ConceptTransformer roleKey insight
Matrix multiplicationAttention computation (QKᵀ)Parallelizable — GPU-efficient
Dot productSimilarity score in attentionScale by √d_k to stabilize gradients
Softmax normalizationAttention weight distributionConverts scores to probabilities
Singular value decompositionLow-rank approximation (LoRA)Compresses weight updates efficiently

Principal component analysis (PCA) applied to LLM activations and attention patterns reveals the internal structure of learned representations. The top principal components of the residual stream across layers capture the most variance in model behavior — often corresponding to interpretable directions like sentiment, topic, or factual content. Mechanistic interpretability research uses PCA and related decompositions to identify "circuits" — subsets of attention heads and MLP neurons that implement specific computations. Understanding these internal structures is increasingly important for model steering and intervention techniques that modify model behavior by adding vectors to the residual stream rather than modifying weights.

Batched matrix multiplication is the core operation that makes transformer inference efficient on modern GPUs. The attention computation for a batch of B sequences, each of length L, with d_k-dimensional keys and queries, computes BL × d_k multiplied by d_k × BL (keys transposed) to produce BL × BL attention scores — a single batched matrix operation that GPUs execute at their peak FLOP throughput. CUDA's cuBLAS library and PyTorch's torch.matmul use highly optimized GEMM (General Matrix Multiply) kernels that achieve close to theoretical peak throughput for these attention-sized matrix products, making matrix multiplication efficiency the dominant factor in transformer inference speed.

Low-rank matrix decomposition underlies LoRA, the most widely used parameter-efficient fine-tuning method. LoRA decomposes the weight update ΔW into two low-rank matrices A (d × r) and B (r × d) where rank r ≪ d.
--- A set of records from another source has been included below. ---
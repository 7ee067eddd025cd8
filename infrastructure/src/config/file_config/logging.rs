//! Logging configuration from TOML (`[logging]` section)

use serde::{Deserialize, Serialize};
use std::path::PathBuf;

#[derive(Debug, Clone, Default, PartialEq, Serialize, Deserialize)]
#[serde(default)]
pub struct FileLoggingConfig {
    /// Write daily-rotated operational logs into this directory
    pub directory: Option<PathBuf>,
    /// Append the JSONL conversation transcript to this file
    pub conversation_log: Option<PathBuf>,
}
The product BA approximates the full-rank update with only r(d_in + d_out) parameters instead of d_in × d_out, enabling fine-tuning that updates 0.1–1% of the effective parameters compared to full fine-tuning. The mathematical justification is that useful weight updates during fine-tuning are empirically low-rank — they affect a small subspace of the model's representation — making the low-rank approximation a good fit for task-specific adaptation.

Tensor operations in PyTorch follow broadcasting rules inherited from NumPy that enable element-wise operations between tensors of different shapes without explicit replication. Understanding broadcasting is essential for correctly implementing attention score scaling, positional encoding addition, and mask application. The most common broadcasting mistake in attention implementation is applying masks of shape (batch, heads, seq, seq) to attention scores of incompatible shapes — using tensor.shape print statements and the einops library's rearrange function to explicitly track dimension semantics prevents the silent shape errors that cause attention to compute on wrong token pairs.
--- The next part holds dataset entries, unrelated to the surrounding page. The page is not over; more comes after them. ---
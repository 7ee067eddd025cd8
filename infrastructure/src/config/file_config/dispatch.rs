//! Dispatch configuration from TOML (`[dispatch]` section)

use agendai_domain::{ConfigIssue, ConfigIssueCode};
use serde::{Deserialize, Serialize};
use std::time::Duration;

/// Longest time Dialogflow CX waits for a webhook answer
const WEBHOOK_TIMEOUT_LIMIT_SECS: u64 = 30;

#[derive(Debug, Clone, PartialEq, Serialize, Deserialize)]
#[serde(default)]
pub struct FileDispatchConfig {
    /// Maximum tool rounds per request
    pub max_iterations: usize,
    /// Deadline for a whole request in seconds (0 disables it)
    pub deadline_secs: u64,
    /// Run the invocations of one batch concurrently
    pub parallel_batches: bool,
}

impl Default for FileDispatchConfig {
    fn default() -> Self {
        Self {
            max_iterations: 5,
            deadline_secs: 25,
            parallel_batches: false,
        }
    }
}

impl FileDispatchConfig {
    pub fn deadline(&self) -> Option<Duration> {
        (self.deadline_secs > 0).then(|| Duration::from_secs(self.deadline_secs))
    }

    pub fn validate(&self) -> Vec<ConfigIssue> {
        let mut issues = Vec::new();
        if self.max_iterations == 0 {
            issues.push(ConfigIssue::error(
                ConfigIssueCode::OutOfRange {
                    field: "dispatch.max_iterations".to_string(),
                },
                "dispatch.max_iterations must be at least 1",
            ));
        }
        if self.deadline_secs == 0 {
            issues.push(ConfigIssue::warning(
                ConfigIssueCode::OutOfRange {
                    field: "dispatch.deadline_secs".to_string(),
                },
                "dispatch.deadline_secs is 0: requests have no deadline",
            ));
        } else if self.deadline_secs > WEBHOOK_TIMEOUT_LIMIT_SECS {
            issues.push(ConfigIssue::warning(
                ConfigIssueCode::OutOfRange {
                    field: "dispatch.deadline_secs".to_string(),
                },
                format!(
                    "dispatch.deadline_secs is {}s: Dialogflow stops waiting after {WEBHOOK_TIMEOUT_LIMIT_SECS}s",
                    self.deadline_secs
                ),
            ));
        }
        issues
    }
}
Rotary Position Encoding (RoPE), used in LLaMA and many other recent models, applies a rotation transformation to the query and key vectors at each attention layer based on absolute token position. The key mathematical insight is that rotating vectors by position-dependent angles produces inner products that naturally decay with relative position distance, implementing position-relative attention without adding explicit position embeddings to the token representations. This algebraic property makes RoPE compatible with key-value cache extension techniques like position interpolation, enabling context length extension by scaling the rotation frequencies.